▶ [WORK INSTRUCTION]
Going line by line through the listing below, count each line that includes the word "seen", and reply with the count only.

▶ [DATA SUPPLIED]
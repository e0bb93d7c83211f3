//! # Error 模块
//!
//! 定义 folio-core 中使用的错误类型。
//!
//! 面向访客的文案一律来自翻译表，这里的消息只用于日志。

use thiserror::Error;

/// 联系表单错误
#[derive(Error, Debug, Clone, PartialEq)]
pub enum ContactError {
    /// 必填字段为空
    #[error("required field '{field}' is empty")]
    MissingField { field: &'static str },

    /// 邮箱格式无效
    #[error("'{email}' is not a valid email address")]
    InvalidEmail { email: String },

    /// 网络请求失败
    #[error("request failed: {message}")]
    Network { message: String },

    /// 响应无法解析
    #[error("response could not be decoded: {message}")]
    Decode { message: String },
}

/// 客户端存储错误
#[derive(Error, Debug, Clone, PartialEq)]
pub enum StorageError {
    /// 存储不可用（隐私模式、禁用存储等）
    #[error("storage is unavailable")]
    Unavailable,

    /// 写入失败
    #[error("failed to write key '{key}': {message}")]
    WriteFailed { key: String, message: String },
}

/// 动效配置错误
#[derive(Error, Debug, Clone, PartialEq)]
pub enum MotionError {
    /// 轮播文本列表为空
    #[error("rotator needs at least one text")]
    EmptyRotator,

    /// 轮播间隔短于退场 + 入场所需时间
    #[error("rotator interval {interval_ms}ms is shorter than the minimum {min_ms}ms")]
    IntervalTooShort { interval_ms: u64, min_ms: u64 },
}

/// 站点配置错误
#[derive(Error, Debug, Clone, PartialEq)]
pub enum ConfigError {
    /// 解析失败
    #[error("config could not be parsed: {0}")]
    Parse(String),

    /// 验证失败
    #[error("config validation failed: {0}")]
    Validation(String),
}
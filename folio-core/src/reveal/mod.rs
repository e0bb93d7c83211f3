//! # Reveal 模块
//!
//! 一次性入场效果：元素先以"入场前"快照渲染，可见性触发后过渡到"入场后"快照。
//!
//! ## 变体
//!
//! - [`FadeReveal`]：整块淡入/滑入/模糊
//! - [`SplitText`]：逐字符入场
//! - [`BlurText`]：逐词模糊入场
//! - [`Stagger`]：列表逐项交错入场
//!
//! 计数器和轮播文本分别在 [`crate::count_up`] 与 [`crate::rotator`]。

mod blur_text;
mod fade;
mod split_text;
mod stagger;

pub use blur_text::{BlurDirection, BlurText, BlurWord};
pub use fade::FadeReveal;
pub use split_text::{CharCell, CompletionTimer, SplitText, WordGroup};
pub use stagger::Stagger;

use crate::motion::{StyleSnapshot, Transform};

/// 入场方向
///
/// 方向描述元素"往哪里走"，因此 `Up` 的入场前位置在下方。
#[derive(Debug, Clone, Copy, PartialEq, Eq, Default)]
pub enum Direction {
    #[default]
    Up,
    Down,
    Left,
    Right,
    None,
}

impl Direction {
    /// 入场前的偏移
    pub fn offset(&self, distance: f32) -> Transform {
        match self {
            Direction::Up => Transform::translate(0.0, distance),
            Direction::Down => Transform::translate(0.0, -distance),
            Direction::Left => Transform::translate(distance, 0.0),
            Direction::Right => Transform::translate(-distance, 0.0),
            Direction::None => Transform::identity(),
        }
    }
}

/// 入场状态
#[derive(Debug, Clone, Copy, PartialEq, Eq, Default)]
pub enum RevealPhase {
    #[default]
    Pending,
    Revealed,
}

/// 单个实例的入场状态机
///
/// 只能从 `Pending` 走到 `Revealed`，不支持重播。
#[derive(Debug, Clone, Copy, Default)]
pub struct Reveal {
    phase: RevealPhase,
}

impl Reveal {
    pub fn new() -> Self {
        Self::default()
    }

    /// 标记为已入场
    ///
    /// 返回本次调用是否改变了状态。
    pub fn reveal(&mut self) -> bool {
        let changed = self.phase == RevealPhase::Pending;
        self.phase = RevealPhase::Revealed;
        changed
    }

    pub fn is_revealed(&self) -> bool {
        self.phase == RevealPhase::Revealed
    }

    pub fn phase(&self) -> RevealPhase {
        self.phase
    }
}

/// 通用入场配置
#[derive(Debug, Clone, Copy, PartialEq)]
pub struct RevealConfig {
    /// 延迟（毫秒）
    pub delay_ms: u32,
    /// 时长（毫秒）
    pub duration_ms: u32,
    /// 方向
    pub direction: Direction,
    /// 偏移距离（px）
    pub distance: f32,
    /// 是否叠加模糊
    pub blur: bool,
}

impl Default for RevealConfig {
    fn default() -> Self {
        Self {
            delay_ms: 0,
            duration_ms: 700,
            direction: Direction::Up,
            distance: 40.0,
            blur: false,
        }
    }
}

impl RevealConfig {
    /// 入场前快照
    pub fn hidden_snapshot(&self, blur_px: f32) -> StyleSnapshot {
        let snapshot =
            StyleSnapshot::hidden().with_transform(self.direction.offset(self.distance));
        if self.blur {
            snapshot.with_blur(blur_px)
        } else {
            snapshot
        }
    }
}

#[cfg(test)]
mod tests {
    use super::*;

    #[test]
    fn test_reveal_is_one_way() {
        let mut reveal = Reveal::new();
        assert_eq!(reveal.phase(), RevealPhase::Pending);
        assert!(reveal.reveal());
        assert!(reveal.is_revealed());
        // 第二次不产生变化
        assert!(!reveal.reveal());
        assert!(reveal.is_revealed());
    }

    #[test]
    fn test_direction_offsets() {
        assert_eq!(Direction::Up.offset(40.0).translate.y, 40.0);
        assert_eq!(Direction::Down.offset(40.0).translate.y, -40.0);
        assert_eq!(Direction::Left.offset(40.0).translate.x, 40.0);
        assert_eq!(Direction::Right.offset(40.0).translate.x, -40.0);
        assert!(Direction::None.offset(40.0).is_identity());
    }
}
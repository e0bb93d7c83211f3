//! # 入场效果集成测试
//!
//! 模拟宿主驱动：可见性来源上报采样 → 触发器翻转 → 效果输出样式 / 数值。
//! 来源通过共享日志记录连接和断开，验证每次挂载的观察都被释放。

use std::cell::RefCell;
use std::rc::Rc;

use folio_core::count_up::CountUpState;
use folio_core::reveal::{SplitText, Stagger};
use folio_core::visibility::TriggerState;
use folio_core::{
    CountUp, FadeReveal, Reveal, Rotator, Threshold, VisibilitySample, VisibilitySource,
    VisibilityTrigger,
};

/// 共享日志
#[derive(Debug, Default)]
struct ObserverLog {
    connected: u32,
    disconnected: u32,
}

/// 把连接 / 断开写进共享日志的来源
struct LoggingSource(Rc<RefCell<ObserverLog>>);

impl VisibilitySource for LoggingSource {
    fn connect(&mut self, _threshold: Threshold) {
        self.0.borrow_mut().connected += 1;
    }

    fn disconnect(&mut self) {
        self.0.borrow_mut().disconnected += 1;
    }
}

fn trigger(
    log: &Rc<RefCell<ObserverLog>>,
    threshold: Threshold,
) -> VisibilityTrigger<LoggingSource> {
    VisibilityTrigger::new(LoggingSource(Rc::clone(log)), threshold)
}

#[test]
fn test_fade_reveal_flow() {
    let log = Rc::new(RefCell::new(ObserverLog::default()));
    let fade = FadeReveal::default().delay(200).blur(true);
    let mut reveal = Reveal::new();
    let mut trigger = trigger(&log, Threshold::DEFAULT);

    let before = fade.style(reveal.is_revealed());
    assert!(before.contains("opacity: 0;"));
    assert!(before.contains("blur(8px)"));

    // 滚动中途多次上报
    for ratio in [0.0, 0.02, 0.08] {
        assert!(!trigger.report(VisibilitySample::new(ratio, ratio > 0.0)));
    }
    assert!(trigger.report(VisibilitySample::new(0.12, true)));
    assert!(reveal.reveal());
    assert!(!reveal.reveal());

    let after = fade.style(reveal.is_revealed());
    assert!(after.starts_with("opacity: 1; transform: none; filter: none;"));
    assert!(after.ends_with("200ms;"));

    // 触发时已经断开，卸载时不会再次断开
    drop(trigger);
    let log = log.borrow();
    assert_eq!((log.connected, log.disconnected), (1, 1));
}

#[test]
fn test_unmount_before_visible_releases_observer() {
    let log = Rc::new(RefCell::new(ObserverLog::default()));
    {
        let trigger = trigger(&log, Threshold::DEFAULT);
        assert_eq!(trigger.state(), TriggerState::Observing);
    }
    let log = log.borrow();
    assert_eq!((log.connected, log.disconnected), (1, 1));
}

#[test]
fn test_count_up_after_trigger() {
    let log = Rc::new(RefCell::new(ObserverLog::default()));
    let mut counter = CountUp::new(42).duration(2000).suffix("+");
    let mut trigger = trigger(&log, counter.threshold());

    // 只露出 30%，不触发
    assert!(!trigger.report(VisibilitySample::new(0.3, true)));
    assert_eq!(counter.state(), CountUpState::Idle);

    assert!(trigger.report(VisibilitySample::new(0.5, true)));
    assert!(counter.start(10_000));

    let mut last = 0;
    let mut now = 10_000;
    while now < 12_000 {
        now += 16;
        let value = counter.tick(now);
        assert!(value >= last);
        last = value;
    }
    assert_eq!(counter.value(), 42);
    assert!(counter.is_done());
    assert_eq!(counter.display(), "42+");

    // 再次触发不会重新计数
    assert!(!counter.start(20_000));
    assert_eq!(counter.tick(20_016), 42);
}

#[test]
fn test_split_text_completion_fires_once() {
    let split = SplitText::new("Hola mundo");
    let mut timer = split.completion_timer();
    // 9 个字符 + 1 个空格占位
    assert_eq!(split.completion_ms(), 50 * split.char_count() as u64 + 600);

    timer.arm(1_000);
    timer.arm(2_000);
    let deadline = timer.deadline().unwrap();
    assert_eq!(deadline, 1_000 + split.completion_ms());

    assert!(!timer.poll(deadline - 1));
    assert!(timer.poll(deadline));
    assert!(!timer.poll(deadline + 100));
}

#[test]
fn test_stagger_shares_one_trigger() {
    let log = Rc::new(RefCell::new(ObserverLog::default()));
    let stagger = Stagger::default();
    let mut trigger = trigger(&log, stagger.threshold());
    assert!(trigger.report(VisibilitySample::new(0.05, true)));

    let delays: Vec<u32> = (0..4).map(|i| stagger.item_delay(i)).collect();
    assert_eq!(delays, vec![0, 100, 200, 300]);
    assert_eq!(log.borrow().connected, 1);
}

#[test]
fn test_list_reveal_survives_leaving_viewport() {
    let log = Rc::new(RefCell::new(ObserverLog::default()));
    let stagger = Stagger::default();
    let mut trigger = trigger(&log, stagger.threshold());
    let mut reveal = Reveal::new();

    let styles = |reveal: &Reveal| -> Vec<String> {
        (0..3)
            .map(|i| stagger.item_style(i, reveal.is_revealed()))
            .collect()
    };
    assert!(styles(&reveal).iter().all(|s| s.starts_with("opacity: 0;")));

    for sample in [
        VisibilitySample::new(0.2, true),
        VisibilitySample::outside(),
        VisibilitySample::new(0.6, true),
    ] {
        if trigger.report(sample) {
            assert!(reveal.reveal());
        }
    }
    assert!(reveal.is_revealed());
    assert!(styles(&reveal).iter().all(|s| s.starts_with("opacity: 1;")));
    assert_eq!(log.borrow().disconnected, 1);
}

#[test]
fn test_rotator_cycle() {
    let mut rotator = Rotator::new(["A", "B", "C"], 3000)
        .unwrap()
        .starting_at(500);
    let mut seen = vec![rotator.current().to_string()];
    let mut now = 500;
    while now <= 500 + 9_400 {
        now += 100;
        if rotator.tick(now) && !rotator.is_transitioning() {
            seen.push(rotator.current().to_string());
        }
    }
    assert_eq!(seen, vec!["A", "B", "C", "A"]);
}
//! # Platform 模块
//!
//! 浏览器 API 的薄封装，core 中的 trait 在这里落地：
//! - [`LocalStore`]：`PreferenceStore` → localStorage
//! - [`HtmlRoot`]：`DocumentRoot` → `<html>` 元素
//! - [`DomObserver`]：`VisibilitySource` → IntersectionObserver

mod clock;
mod document;
mod observer;
mod storage;
mod viewport;

pub use clock::{current_year, now_ms};
pub use document::HtmlRoot;
pub use observer::{DomObserver, SampleHandler};
pub use storage::LocalStore;
pub use viewport::{
    document_top, element_rect, open_url, query_all, scroll_to_anchor, scroll_y, viewport_height,
};
//! Find a path through a maze described as a character grid
//!
//! A [`Maze`] is parsed from line-delimited text: one start marker, one
//! goal marker, blanks for open floor, and any other character for a
//! wall. [`Maze::solve`] then runs an uninformed search over the grid,
//! driven by an interchangeable [`Frontier`]: a [`StackFrontier`] gives
//! depth-first traversal, a [`QueueFrontier`] breadth-first (whose first
//! hit is also a path with the fewest actions).
//!
//! # Examples
//! ## Solving a corridor
//! ```
//! use maze_search::{Maze, QueueFrontier};
//!
//! let text = "\
//! #A#
//! ## #
//! #B#";
//! let mut maze = Maze::parse(text).unwrap();
//! let solution = maze.solve(QueueFrontier::new()).unwrap();
//! assert_eq!(solution.actions.len(), 2);
//! ```
//!
//! ## An unreachable goal is an expected outcome
//! ```
//! use maze_search::{Maze, SearchError, StackFrontier};
//!
//! let mut maze = Maze::parse("A#B").unwrap();
//! assert_eq!(maze.solve(StackFrontier::new()).err(), Some(SearchError::NoSolution));
//! assert_eq!(maze.num_expanded(), 1);
//! ```

use std::collections::HashSet;
use std::fmt;

use itertools::Itertools;

pub mod frontier;
#[cfg(feature = "mapgen")]
pub mod maze_generator;
pub mod render;

pub use frontier::{EmptyFrontierError, Frontier, QueueFrontier, SearchNode, StackFrontier};

/// Location in the maze, 0-indexed, row increasing downward.
#[derive(Debug, Clone, Copy, PartialEq, Eq, Hash)]
pub struct Cell {
    pub row: usize,
    pub col: usize,
}

impl Cell {
    pub fn new(row: usize, col: usize) -> Self {
        Self { row, col }
    }
}

/// A move between two adjacent cells.
#[derive(Debug, Clone, Copy, PartialEq, Eq, Hash)]
pub enum Action {
    Up,
    Down,
    Left,
    Right,
}

impl fmt::Display for Action {
    fn fmt(&self, f: &mut fmt::Formatter<'_>) -> fmt::Result {
        write!(
            f,
            "{}",
            match self {
                Action::Up => "up",
                Action::Down => "down",
                Action::Left => "left",
                Action::Right => "right",
            }
        )
    }
}

/// Characters used to interpret the maze text.
///
/// Any in-bounds character that is not the start, goal, or floor symbol
/// is a wall, and so is every position past the end of a short row.
#[derive(Debug, Clone, Copy)]
pub struct Symbols {
    pub start: char,
    pub goal: char,
    pub floor: char,
}

impl Default for Symbols {
    fn default() -> Self {
        Self {
            start: 'A',
            goal: 'B',
            floor: ' ',
        }
    }
}

/// The maze text does not describe a usable maze.
#[derive(Debug, Clone, Copy, PartialEq, Eq)]
pub enum MalformedMazeError {
    /// The text did not contain exactly one start marker.
    StartMarkers(usize),
    /// The text did not contain exactly one goal marker.
    GoalMarkers(usize),
}

impl fmt::Display for MalformedMazeError {
    fn fmt(&self, f: &mut fmt::Formatter<'_>) -> fmt::Result {
        match self {
            MalformedMazeError::StartMarkers(n) => {
                write!(f, "maze must have exactly one start marker, found {n}")
            }
            MalformedMazeError::GoalMarkers(n) => {
                write!(f, "maze must have exactly one goal marker, found {n}")
            }
        }
    }
}

impl std::error::Error for MalformedMazeError {}

/// Why a [`Maze::solve`] call produced no solution.
#[derive(Debug, Clone, Copy, PartialEq, Eq)]
pub enum SearchError {
    /// The frontier was exhausted: the goal is unreachable from the
    /// start. The explored set and expansion count remain readable on
    /// the maze afterwards.
    NoSolution,
    /// A node was removed from an empty frontier. The search loop
    /// checks for emptiness before every removal, so this only signals
    /// a broken [`Frontier`] implementation.
    EmptyFrontier(EmptyFrontierError),
}
//! Maze generation

use rand::{rngs::StdRng, seq::SliceRandom, Rng, SeedableRng};

use crate::Symbols;

/// Generator for random mazes in the solver's text format.
pub struct MazeGenerator {
    random: StdRng,
    symbols: Symbols,
}

impl MazeGenerator {
    const DIRECTIONS: [(i32, i32); 4] = [(0, 2), (2, 0), (0, -2), (-2, 0)];
    const WALL: char = '#';

    pub fn new(seed: Option<u64>) -> Self {
        Self {
            random: match seed {
                Some(state) => StdRng::seed_from_u64(state),
                None => StdRng::from_entropy(),
            },
            symbols: Symbols::default(),
        }
    }

    /// Generate a simple imperfect maze (a maze with loops).
    ///
    /// The start marker lands on a carved floor cell near the top of
    /// the grid and the goal on one near the bottom. Carved cells form
    /// a single connected region, so the result is always solvable.
    /// `height` and `width` should be odd and at least 7.
    pub fn generate_maze(&mut self, height: usize, width: usize) -> Vec<Vec<char>> {
        let mut grid: Vec<Vec<char>> = vec![vec![Self::WALL; width]; height];

        // Carve from a random odd cell
        let carve_col = 1 + self.random.gen_range(1..(width / 2 - 1)) * 2;
        let carve_row = 1 + self.random.gen_range(1..(height / 2 - 1)) * 2;
        grid[carve_row][carve_col] = self.symbols.floor;

        self.build_maze(&mut grid, carve_col, carve_row, width, height);

        // Place the start in the top quarter and the goal in the
        // bottom quarter, scanning to the nearest carved floor cell.
        let mut s_pos = self.random.gen_range(0..(width * height) / 4);
        while grid[s_pos / width][s_pos % width] != self.symbols.floor {
            s_pos += 1;
        }
        grid[s_pos / width][s_pos % width] = self.symbols.start;

        let mut g_pos = self
            .random
            .gen_range((width * height) * 3 / 4..width * height);
        while grid[g_pos / width][g_pos % width] != self.symbols.floor {
            g_pos -= 1;
        }
        grid[g_pos / width][g_pos % width] = self.symbols.goal;

        grid
    }

    /// Build maze recursively
    ///
    /// From the current position, go into random directions. Carve out
    /// walls if there is wall behind the carved area (or at random,
    /// skip this check). This randomness allows creation of imperfect
    /// mazes.
    fn build_maze(
        &mut self,
        grid: &mut Vec<Vec<char>>,
        x: usize,
        y: usize,
        width: usize,
        height: usize,
    ) {
        let mut directions = Self::DIRECTIONS.to_vec();
        directions.shuffle(&mut self.random);

        for (dx, dy) in directions {
            let nx = (x as i32 + dx) as usize;
            let ny = (y as i32 + dy) as usize;

            if nx < width
                && ny < height
                && (grid[ny][nx] == Self::WALL || self.random.gen_bool(0.05))
            {
                // Remove wall between current cell and neighbor
                grid[(y as i32 + dy / 2) as usize][(x as i32 + dx / 2) as usize] =
                    self.symbols.floor;
                grid[ny][nx] = self.symbols.floor;

                self.build_maze(grid, nx, ny, width, height);
            }
        }
    }
}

▶ [ANSWER SECTION]
3